L'écrivain galicien notoire qui en était l'auteur est récemment revenu à la une grâce à une intuition radiesthésie de Roberto Calaso. Célèbre pour son art consommé de bibliomane invétéré grâce auquel il est capable d'arracher à l'oubli des textes oubliés, le démiurge sulfureux et méphistophélique des éditions Adelphi n'a pas trahi les attentes de l'élite de ses lecteurs exigeants quand, en mai, un il y a quelques années, il a publié la nouvelle édition d'un livre à la sombre réputation, L'homme devient un loup, par l'anthropologue autrichien Robert Eisler (1882 - 1949).

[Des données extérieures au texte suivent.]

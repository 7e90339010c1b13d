//! Start and stop commands driving the recording session.

use std::io::Write;

use anyhow::{Result, bail};
use chrono::{DateTime, Utc};
use uuid::Uuid;

use tl_core::{LogId, TaskId};
use tl_store::{Finished, TimeLogIndex, UpsertOutcome};

use crate::Config;
use crate::commands::util::{format_instant, format_record, parse_or_now};
use crate::document::LocalDocument;

pub fn start<W: Write>(
    writer: &mut W,
    config: &Config,
    task: &str,
    id: Option<&str>,
    at: Option<&str>,
) -> Result<()> {
    let at = parse_or_now(at)?;
    let mut document = LocalDocument::open(config)?;
    start_session(writer, document.index_mut(), task, id, at)?;
    document.save()
}

fn start_session<W: Write>(
    writer: &mut W,
    index: &mut TimeLogIndex,
    task: &str,
    id: Option<&str>,
    at: DateTime<Utc>,
) -> Result<()> {
    let task = TaskId::new(task)?;
    let id = LogId::new(id.map_or_else(|| Uuid::new_v4().to_string(), str::to_string))?;

    let started = index.recording().start(task, id, at)?;
    if let Some(closed) = &started.closed {
        match &closed.outcome {
            UpsertOutcome::Accepted => writeln!(writer, "Committed {}", format_record(&closed.record))?,
            UpsertOutcome::Rejected(conflict) => writeln!(
                writer,
                "Could not commit previous session {}: {conflict}",
                closed.record.id
            )?,
        }
    }
    writeln!(
        writer,
        "Recording {} since {} ({})",
        started.record.task,
        format_instant(started.record.start),
        started.record.id
    )?;
    Ok(())
}

pub fn stop<W: Write>(writer: &mut W, config: &Config, at: Option<&str>, discard: bool) -> Result<()> {
    let at = parse_or_now(at)?;
    let mut document = LocalDocument::open(config)?;
    stop_session(writer, document.index_mut(), at, discard)?;
    document.save()
}

fn stop_session<W: Write>(
    writer: &mut W,
    index: &mut TimeLogIndex,
    at: DateTime<Utc>,
    discard: bool,
) -> Result<()> {
    if discard {
        match index.recording().discard()? {
            Some(session) => writeln!(writer, "Discarded session {}", session.id)?,
            None => writeln!(writer, "Not recording.")?,
        }
        return Ok(());
    }

    match index.recording().finish(at)? {
        Finished::Idle => writeln!(writer, "Not recording.")?,
        Finished::Committed(record) => writeln!(writer, "Committed {}", format_record(&record))?,
        Finished::Rejected { record, conflict } => bail!(
            "session {} was not committed: {conflict} (code {}). Stop it at another time or use --discard",
            record.id,
            conflict.code()
        ),
    }
    Ok(())
}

Partant des arguments avancés lors d'un colloque tenu en 1948 à la Royal Society of Medicine de Londres, l'essai, publié à titre posthume, développe la réflexion de l'auteur sur le thème de la violence qui s'articule autour de l'idée, clairement issue de Rousseau, selon laquelle la tendance de l'homme à abuser de son prochain n'est pas innée, mais le résultat d'une dégénérescence d'une matrice psychiatrique due au conditionnement environnemental. Contraints de vivre dans une Nature hostile et de lutter pour leur vie avec des prédateurs, les êtres humains auraient développé, à l'imitation des autres espèces, une propension au meurtre qui, de paisibles primates frugifères, les aurait transformés au fil du temps en bêtes sanguinaires, les seules ceux capables d'attaquer l'existence de leurs proches.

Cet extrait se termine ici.